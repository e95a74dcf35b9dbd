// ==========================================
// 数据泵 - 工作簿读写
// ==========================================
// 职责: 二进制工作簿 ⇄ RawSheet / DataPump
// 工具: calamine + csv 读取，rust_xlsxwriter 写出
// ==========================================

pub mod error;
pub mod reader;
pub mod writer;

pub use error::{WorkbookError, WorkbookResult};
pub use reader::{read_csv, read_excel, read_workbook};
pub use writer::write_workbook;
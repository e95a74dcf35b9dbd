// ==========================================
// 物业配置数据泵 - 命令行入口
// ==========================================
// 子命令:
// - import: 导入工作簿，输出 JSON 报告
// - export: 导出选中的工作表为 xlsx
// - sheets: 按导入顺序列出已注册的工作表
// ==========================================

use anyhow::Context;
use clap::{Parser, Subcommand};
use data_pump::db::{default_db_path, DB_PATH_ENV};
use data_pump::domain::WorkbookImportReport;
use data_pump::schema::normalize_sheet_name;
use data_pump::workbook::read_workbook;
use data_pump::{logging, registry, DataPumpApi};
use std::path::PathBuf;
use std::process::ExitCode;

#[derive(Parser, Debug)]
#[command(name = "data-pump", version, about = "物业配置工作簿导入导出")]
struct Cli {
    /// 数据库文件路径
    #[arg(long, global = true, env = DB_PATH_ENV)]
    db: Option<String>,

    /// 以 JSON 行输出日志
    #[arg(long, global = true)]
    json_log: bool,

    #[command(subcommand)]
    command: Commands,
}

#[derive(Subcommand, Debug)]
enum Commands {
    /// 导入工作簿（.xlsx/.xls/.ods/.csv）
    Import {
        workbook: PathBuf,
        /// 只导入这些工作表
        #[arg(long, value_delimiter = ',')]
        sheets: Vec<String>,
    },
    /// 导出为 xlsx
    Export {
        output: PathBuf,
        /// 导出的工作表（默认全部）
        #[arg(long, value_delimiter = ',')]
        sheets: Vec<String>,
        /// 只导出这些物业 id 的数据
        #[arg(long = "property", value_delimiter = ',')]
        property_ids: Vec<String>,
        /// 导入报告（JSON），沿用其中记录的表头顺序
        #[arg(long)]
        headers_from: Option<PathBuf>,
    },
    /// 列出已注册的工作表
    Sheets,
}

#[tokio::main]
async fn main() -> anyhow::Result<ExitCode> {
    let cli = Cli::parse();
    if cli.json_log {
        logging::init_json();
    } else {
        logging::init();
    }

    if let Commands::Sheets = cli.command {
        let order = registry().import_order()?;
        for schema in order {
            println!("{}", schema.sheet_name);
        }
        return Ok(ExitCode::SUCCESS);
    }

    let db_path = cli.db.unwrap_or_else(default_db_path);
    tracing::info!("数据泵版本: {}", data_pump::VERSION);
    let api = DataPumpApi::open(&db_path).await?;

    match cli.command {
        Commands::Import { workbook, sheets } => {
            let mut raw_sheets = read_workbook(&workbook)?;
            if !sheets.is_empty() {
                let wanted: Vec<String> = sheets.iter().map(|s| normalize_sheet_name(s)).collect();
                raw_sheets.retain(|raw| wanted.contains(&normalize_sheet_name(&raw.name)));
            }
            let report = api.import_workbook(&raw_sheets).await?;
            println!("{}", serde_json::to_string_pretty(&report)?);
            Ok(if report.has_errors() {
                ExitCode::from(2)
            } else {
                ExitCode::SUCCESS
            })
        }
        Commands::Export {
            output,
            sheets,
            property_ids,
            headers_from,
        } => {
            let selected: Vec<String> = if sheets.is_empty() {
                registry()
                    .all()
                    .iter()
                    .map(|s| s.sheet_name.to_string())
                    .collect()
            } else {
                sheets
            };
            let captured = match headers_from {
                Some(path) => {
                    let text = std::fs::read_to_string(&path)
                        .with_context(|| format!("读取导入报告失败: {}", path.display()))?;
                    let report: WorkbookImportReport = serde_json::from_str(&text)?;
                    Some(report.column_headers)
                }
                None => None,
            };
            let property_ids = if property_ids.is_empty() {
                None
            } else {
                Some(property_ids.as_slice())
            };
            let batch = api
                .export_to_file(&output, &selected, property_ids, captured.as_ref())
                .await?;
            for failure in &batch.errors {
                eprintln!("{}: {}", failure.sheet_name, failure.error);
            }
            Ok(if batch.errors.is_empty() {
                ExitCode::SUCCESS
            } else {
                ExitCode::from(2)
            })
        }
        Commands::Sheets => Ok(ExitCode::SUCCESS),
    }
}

□ □ □ □

Task brief: Look at each line above and note whether it holds the word "导入工作簿". Report how many do, as the number only.

Exercise answer: 2